Dr. Jennifer Oyler-Yaniv

In our lab, we focus on studying immune regulation through a biophysical lens. Our work is guided by fundamental principles of dynamical systems theory in reaction-diffusion systems. 

This enables us to understand how different cell types interact and form dynamic and interdependent circuits, to orchestrate a robust immune response that is both effective against pathogens and specific enough to minimize host damage.

We are particularly interested in how these cellular interactions are modulated within the spatial context of living tissues. An often neglected aspect of cellular interaction, the dense and three-dimensional architecture of tissues is not merely a passive background; it actively influences communication between cells. By studying these interactions in their native context, we show how spatial organization and local cellular composition affect signaling and function in the immune system.
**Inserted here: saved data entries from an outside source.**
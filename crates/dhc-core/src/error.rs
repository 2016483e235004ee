//! Error types for HL7 message processing

use thiserror::Error;

/// Result type alias for dhc-core operations
pub type Result<T> = std::result::Result<T, Error>;

/// Main error type for the core HL7 model
#[derive(Error, Debug)]
pub enum Error {
    #[error("Parse error: {0}")]
    Parse(String),

    #[error("Invalid delimiter configuration: {0}")]
    InvalidDelimiters(String),

    #[error("Invalid segment: {0}")]
    InvalidSegment(String),

    #[error("Invalid field access: {0}")]
    InvalidFieldAccess(String),

    #[error("Invalid field path: {0}")]
    FieldPath(String),
}

impl Error {
    /// Create a parse error
    pub fn parse<S: Into<String>>(msg: S) -> Self {
        Error::Parse(msg.into())
    }

    /// Create a field path error
    pub fn field_path<S: Into<String>>(msg: S) -> Self {
        Error::FieldPath(msg.into())
    }
}
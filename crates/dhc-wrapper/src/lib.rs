//! Addressable wrapper over parsed HL7 messages.
//!
//! This crate is the connector's working surface for HL7 content:
//!
//! - [`Hl7Wrapper`]: field access by dotted path (`PID.F3.R1.C5`), patient
//!   identifier scans, message metadata, ACK generation
//! - [`FieldPath`]: the path grammar parser
//! - [`AckBuilder`]: AA/AE/AR acknowledgement construction
//! - [`datetime`]: HL7 <-> ISO8601 conversion and the trustomer-configured
//!   outgoing timestamp format (including the `%L` millisecond directive)

pub mod ack;
pub mod datetime;
pub mod path;
pub mod wrapper;

pub use ack::{AckBuilder, AckCode};
pub use datetime::DatetimeError;
pub use path::FieldPath;
pub use wrapper::{Hl7Wrapper, PatientIdentifiers};
//! OBX segment generation
//!
//! Segments are produced in a fixed order: overall score block, time next
//! observation set due, minutes late, then one block per vital. OBX-1 is
//! always computed from the number of segments already emitted, so skipped
//! observations never leave gaps in the numbering.

use chrono_tz::Tz;
use dhc_core::{Encoding, Segment};
use dhc_trustomer::OxygenMask;
use dhc_wrapper::datetime::iso8601_to_hl7;

use crate::types::{Observation, ObservationSet};
use crate::{OruError, Result};

/// Score systems the EPR understands
pub const VALID_EWS_SCORE_SYSTEMS: &[&str] = &["NEWS2", "MEOWS"];

/// Shared generation context for the OBX ladder
pub(crate) struct ObxContext<'a> {
    pub format: &'a str,
    pub server_tz: Tz,
    pub collector: Option<&'a str>,
    pub oxygen_masks: &'a [OxygenMask],
}

impl ObxContext<'_> {
    fn hl7_datetime(&self, iso: &str) -> Result<String> {
        Ok(iso8601_to_hl7(iso, self.server_tz, self.format)?)
    }
}

struct Obx<'a> {
    idx: usize,
    category: &'a str,
    code: &'a str,
    value: String,
    datetime: &'a str,
    unit: Option<String>,
    collector: Option<&'a str>,
    reference_range: Option<String>,
    abnormal_flags: Option<String>,
    patient_refused: bool,
}

impl<'a> Obx<'a> {
    fn new(idx: usize, category: &'a str, code: &'a str, value: String, datetime: &'a str) -> Self {
        Self {
            idx,
            category,
            code,
            value,
            datetime,
            unit: None,
            collector: None,
            reference_range: None,
            abnormal_flags: None,
            patient_refused: false,
        }
    }

    fn unit(mut self, unit: Option<&str>) -> Self {
        self.unit = unit.filter(|u| !u.is_empty()).map(Encoding::escape);
        self
    }

    fn collector(mut self, collector: Option<&'a str>) -> Self {
        self.collector = collector;
        self
    }

    fn reference_range(mut self, range: Option<&str>) -> Self {
        self.reference_range = range.map(Encoding::escape);
        self
    }

    fn abnormal_flags(mut self, flags: Option<&str>) -> Self {
        self.abnormal_flags = flags.map(Encoding::escape);
        self
    }

    fn patient_refused(mut self, refused: Option<bool>) -> Self {
        self.patient_refused = refused == Some(true);
        self
    }

    fn build(self) -> Segment {
        let mut obx = Segment::new("OBX");
        let set = |seg: &mut Segment, idx, value: &str| {
            // Indices stay within the extendable range, so this cannot fail.
            seg.set_field_value(idx, value).expect("valid OBX field index");
        };

        set(&mut obx, 1, &self.idx.to_string());
        set(&mut obx, 2, self.category);
        set(&mut obx, 3, self.code);

        let value = if self.patient_refused {
            "patient_refused".to_string()
        } else {
            self.value
        };
        set(&mut obx, 5, &value);

        if let Some(unit) = &self.unit {
            set(&mut obx, 6, &format!("^{unit}"));
        }
        if let Some(range) = &self.reference_range {
            set(&mut obx, 7, range);
        }
        if let Some(flags) = &self.abnormal_flags {
            set(&mut obx, 8, flags);
        }

        set(&mut obx, 11, "F");
        set(&mut obx, 14, self.datetime);

        if let Some(collector) = self.collector {
            set(&mut obx, 16, collector);
        }

        obx
    }
}

/// Round a nominally integer vital to the nearest integer
pub(crate) fn format_rounded(value: Option<f64>) -> String {
    value.map(|v| (v.round() as i64).to_string()).unwrap_or_default()
}

/// Write a non-integer-bearing value verbatim
pub(crate) fn format_verbatim(value: Option<f64>) -> String {
    value.map(|v| v.to_string()).unwrap_or_default()
}

/// ScoringSystem, SpO2Scale, TotalScore and Severity segments
pub(crate) fn overall_score(
    obs_set: &ObservationSet,
    ctx: &ObxContext<'_>,
    start_idx: usize,
) -> Result<Vec<Segment>> {
    tracing::debug!("Generating OBX segments for overall score");
    let mut segments = Vec::new();
    let datetime = ctx.hl7_datetime(&obs_set.record_time)?;
    let mut idx = start_idx;

    let score_system = obs_set
        .score_system
        .as_deref()
        .filter(|s| !s.is_empty())
        .map(str::to_uppercase);

    if let Some(system) = &score_system {
        if !VALID_EWS_SCORE_SYSTEMS.contains(&system.as_str()) {
            return Err(OruError::UnexpectedScoreSystem(system.clone()));
        }
        segments.push(
            Obx::new(idx, "ST", "ScoringSystem", Encoding::escape(system), &datetime).build(),
        );
        idx += 1;
    }

    if score_system.as_deref() == Some("NEWS2") {
        if let Some(scale) = obs_set.spo2_scale {
            segments.push(
                Obx::new(idx, "ST", "SpO2Scale", format!("Scale {scale}"), &datetime).build(),
            );
            idx += 1;
        }
    }

    if let Some(score) = obs_set.score_value {
        segments.push(
            Obx::new(idx, "NM", "TotalScore", score.to_string(), &datetime)
                .reference_range(obs_set.obx_reference_range.as_deref())
                .abnormal_flags(obs_set.obx_abnormal_flags.as_deref())
                .build(),
        );
        idx += 1;
    }

    if let Some(severity) = obs_set.score_severity.as_deref().filter(|s| !s.is_empty()) {
        segments.push(Obx::new(idx, "ST", "Severity", severity.to_string(), &datetime).build());
    }

    Ok(segments)
}

/// TimeNextObsSetDue segment, when the set carries a due time
pub(crate) fn time_next_due(
    obs_set: &ObservationSet,
    ctx: &ObxContext<'_>,
    start_idx: usize,
) -> Result<Vec<Segment>> {
    let mut segments = Vec::new();

    if let Some(due) = obs_set
        .time_next_obs_set_due
        .as_deref()
        .filter(|s| !s.is_empty())
    {
        let datetime = ctx.hl7_datetime(&obs_set.record_time)?;
        let due_hl7 = ctx.hl7_datetime(due)?;
        segments.push(Obx::new(start_idx, "TS", "TimeNextObsSetDue", due_hl7, &datetime).build());
    }

    Ok(segments)
}

/// MinutesLate segment, when the set was late (or early)
pub(crate) fn mins_late(
    obs_set: &ObservationSet,
    ctx: &ObxContext<'_>,
    start_idx: usize,
) -> Result<Vec<Segment>> {
    let mut segments = Vec::new();

    if let Some(mins) = obs_set.mins_late.filter(|m| *m != 0) {
        let datetime = ctx.hl7_datetime(&obs_set.record_time)?;
        segments.push(Obx::new(start_idx, "NM", "MinutesLate", mins.to_string(), &datetime).build());
    }

    Ok(segments)
}

/// A rounded numeric vital (HR, RR, DBP, SBP, SpO2) with its score companion
pub(crate) fn numeric_vital(
    obs_set: &ObservationSet,
    ctx: &ObxContext<'_>,
    start_idx: usize,
    observation_type: &str,
    code: &str,
) -> Result<Vec<Segment>> {
    tracing::debug!(observation_type, "Generating OBX segments");
    let mut segments = Vec::new();

    if let Some(obs) = obs_set.observation_with_value(observation_type) {
        let datetime = ctx.hl7_datetime(&obs.measured_time)?;
        segments.push(
            Obx::new(start_idx, "NM", code, format_rounded(obs.observation_value), &datetime)
                .unit(obs.observation_unit.as_deref())
                .collector(ctx.collector)
                .patient_refused(obs.patient_refused)
                .build(),
        );
        push_score(&mut segments, obs, code, start_idx + 1, &datetime);
    }

    Ok(segments)
}

/// BPPOS: patient position shared by the blood pressure pair
pub(crate) fn bp_posture(
    obs_set: &ObservationSet,
    ctx: &ObxContext<'_>,
    start_idx: usize,
) -> Result<Vec<Segment>> {
    tracing::debug!("Generating OBX segments for bp posture");
    let mut segments = Vec::new();

    let position = ["systolic_blood_pressure", "diastolic_blood_pressure"]
        .into_iter()
        .filter_map(|t| obs_set.observation_with_value(t))
        .find_map(|obs| {
            let position = obs
                .observation_metadata
                .as_ref()?
                .patient_position
                .clone()
                .filter(|p| !p.is_empty())?;
            Some((position, obs.measured_time.clone()))
        });

    if let Some((position, measured_time)) = position {
        let datetime = ctx.hl7_datetime(&measured_time)?;
        segments.push(
            Obx::new(start_idx, "ST", "BPPOS", Encoding::escape(&position), &datetime)
                .collector(ctx.collector)
                .build(),
        );
    }

    Ok(segments)
}

/// O2Rate, O2Delivery (mask) and O2Score segments
pub(crate) fn o2_therapy(
    obs_set: &ObservationSet,
    ctx: &ObxContext<'_>,
    start_idx: usize,
) -> Result<Vec<Segment>> {
    tracing::debug!("Generating OBX segments for oxygen therapy");
    let mut segments = Vec::new();

    let Some(obs) = obs_set.observation_with_value("o2_therapy_status") else {
        return Ok(segments);
    };

    let datetime = ctx.hl7_datetime(&obs.measured_time)?;
    let mut idx = start_idx;

    segments.push(
        Obx::new(idx, "NM", "O2Rate", format_verbatim(obs.observation_value), &datetime)
            .unit(obs.observation_unit.as_deref())
            .collector(ctx.collector)
            .build(),
    );
    idx += 1;

    if let Some((mask_code, mask_name)) = resolve_mask(obs, ctx.oxygen_masks) {
        let value = format!(
            "{}^{}",
            Encoding::escape(&mask_code),
            Encoding::escape(&mask_name)
        );
        segments.push(
            Obx::new(idx, "CE", "O2Delivery", value, &datetime)
                .collector(ctx.collector)
                .build(),
        );
        idx += 1;
    }

    if let Some(score) = obs.score_value {
        segments.push(Obx::new(idx, "NM", "O2Score", score.to_string(), &datetime).build());
    }

    Ok(segments)
}

/// Resolve the configured mask code and display name for an O2 observation
///
/// The configured code may carry a `{mask_percent}` placeholder, substituted
/// with the observed percentage (21, ambient air, when absent). The display
/// name gets a ` <percent>%` suffix when a percentage was observed.
fn resolve_mask(obs: &Observation, masks: &[OxygenMask]) -> Option<(String, String)> {
    let metadata = obs.observation_metadata.as_ref()?;
    let mask_name = metadata.mask.as_deref().filter(|m| !m.is_empty())?;

    let mapping = masks.iter().find(|m| m.name == mask_name)?;
    let percent = metadata.mask_percent;

    let code = mapping.code.replace(
        "{mask_percent}",
        &percent.map(|p| p.to_string()).unwrap_or_else(|| "21".to_string()),
    );

    let display_name = match percent {
        Some(p) => format!("{mask_name} {p}%"),
        None => mask_name.to_string(),
    };

    Some((code, display_name))
}

/// Temperature with its score companion (value written verbatim)
pub(crate) fn temperature(
    obs_set: &ObservationSet,
    ctx: &ObxContext<'_>,
    start_idx: usize,
) -> Result<Vec<Segment>> {
    tracing::debug!("Generating OBX segments for temperature");
    let mut segments = Vec::new();

    if let Some(obs) = obs_set.observation_with_value("temperature") {
        let datetime = ctx.hl7_datetime(&obs.measured_time)?;
        segments.push(
            Obx::new(start_idx, "NM", "TEMP", format_verbatim(obs.observation_value), &datetime)
                .unit(obs.observation_unit.as_deref())
                .collector(ctx.collector)
                .patient_refused(obs.patient_refused)
                .build(),
        );
        push_score(&mut segments, obs, "TEMP", start_idx + 1, &datetime);
    }

    Ok(segments)
}

/// ACVPU consciousness as a coded value (`V^Voice`) with its score companion
pub(crate) fn acvpu(
    obs_set: &ObservationSet,
    ctx: &ObxContext<'_>,
    start_idx: usize,
) -> Result<Vec<Segment>> {
    tracing::debug!("Generating OBX segments for ACVPU");
    let mut segments = Vec::new();

    if let Some(obs) = obs_set.observation_with_value("consciousness_acvpu") {
        let datetime = ctx.hl7_datetime(&obs.measured_time)?;
        let word = Encoding::escape(obs.observation_string.as_deref().unwrap_or(""));

        if let Some(initial) = word.chars().next() {
            segments.push(
                Obx::new(start_idx, "CE", "ACVPU", format!("{initial}^{word}"), &datetime)
                    .collector(ctx.collector)
                    .build(),
            );
            push_score(&mut segments, obs, "ACVPU", start_idx + 1, &datetime);
        }
    }

    Ok(segments)
}

/// GCS: per-component coded segments then the overall numeric value
pub(crate) fn gcs(
    obs_set: &ObservationSet,
    ctx: &ObxContext<'_>,
    start_idx: usize,
) -> Result<Vec<Segment>> {
    tracing::debug!("Generating OBX segments for GCS");
    let mut segments = Vec::new();

    let Some(obs) = obs_set.observation_with_value("consciousness_gcs") else {
        return Ok(segments);
    };

    let datetime = ctx.hl7_datetime(&obs.measured_time)?;
    let mut idx = start_idx;

    if let Some(meta) = &obs.observation_metadata {
        let components = [
            ("GCS-Eyes", meta.gcs_eyes, meta.gcs_eyes_description.as_deref()),
            ("GCS-Verbal", meta.gcs_verbal, meta.gcs_verbal_description.as_deref()),
            ("GCS-Motor", meta.gcs_motor, meta.gcs_motor_description.as_deref()),
        ];

        for (code, value, description) in components {
            let (Some(value), Some(description)) =
                (value, description.filter(|d| !d.is_empty()))
            else {
                tracing::info!(code, "Skipping OBX segment, missing required metadata");
                continue;
            };

            let obx_value = format!("{value}^{}", Encoding::escape(description));
            segments.push(
                Obx::new(idx, "CE", code, obx_value, &datetime)
                    .collector(ctx.collector)
                    .build(),
            );
            idx += 1;
        }
    }

    let overall = obs
        .observation_value
        .map(|v| (v as i64).to_string())
        .unwrap_or_default();
    segments.push(
        Obx::new(idx, "NM", "GCS", overall, &datetime)
            .collector(ctx.collector)
            .build(),
    );

    Ok(segments)
}

/// One NC segment per comma-separated concern
pub(crate) fn nurse_concern(
    obs_set: &ObservationSet,
    ctx: &ObxContext<'_>,
    start_idx: usize,
) -> Result<Vec<Segment>> {
    tracing::debug!("Generating OBX segments for nurse concern");
    let mut segments = Vec::new();

    if let Some(obs) = obs_set.observation_with_value("nurse_concern") {
        let datetime = ctx.hl7_datetime(&obs.measured_time)?;

        if let Some(concerns) = &obs.observation_string {
            for (offset, concern) in concerns.split(',').enumerate() {
                segments.push(
                    Obx::new(
                        start_idx + offset,
                        "ST",
                        "NC",
                        Encoding::escape(concern.trim()),
                        &datetime,
                    )
                    .collector(ctx.collector)
                    .build(),
                );
            }
        }
    }

    Ok(segments)
}

fn push_score(
    segments: &mut Vec<Segment>,
    obs: &Observation,
    code: &str,
    idx: usize,
    datetime: &str,
) {
    if let Some(score) = obs.score_value {
        segments.push(
            Obx::new(idx, "NM", &format!("{code}Score"), score.to_string(), datetime).build(),
        );
    }
}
To achieve our goals, we developed a multidisciplinary approach that integrates biophysical theory with state-of-the-art experimental techniques. Our innovative 3D cell culture methods allow us to more closely emulate living tissues, while maintaining the flexibility and control of in vitro experiments. In parallel, we use in vivo mouse models to observe the immune response in whole organs using light-sheet microscopy, spatial transcriptomics, and multiplexed immunofluorescence techniques.

Complementing our experimental work, we rely heavily on mathematical modeling and theory. Through this modeling, we aim to capture the emergent properties of cellular collectives that define living tissues. Our focus is on uncovering fundamental rules that govern how individual cellular actions give rise to the collective dynamics observed in the immune response.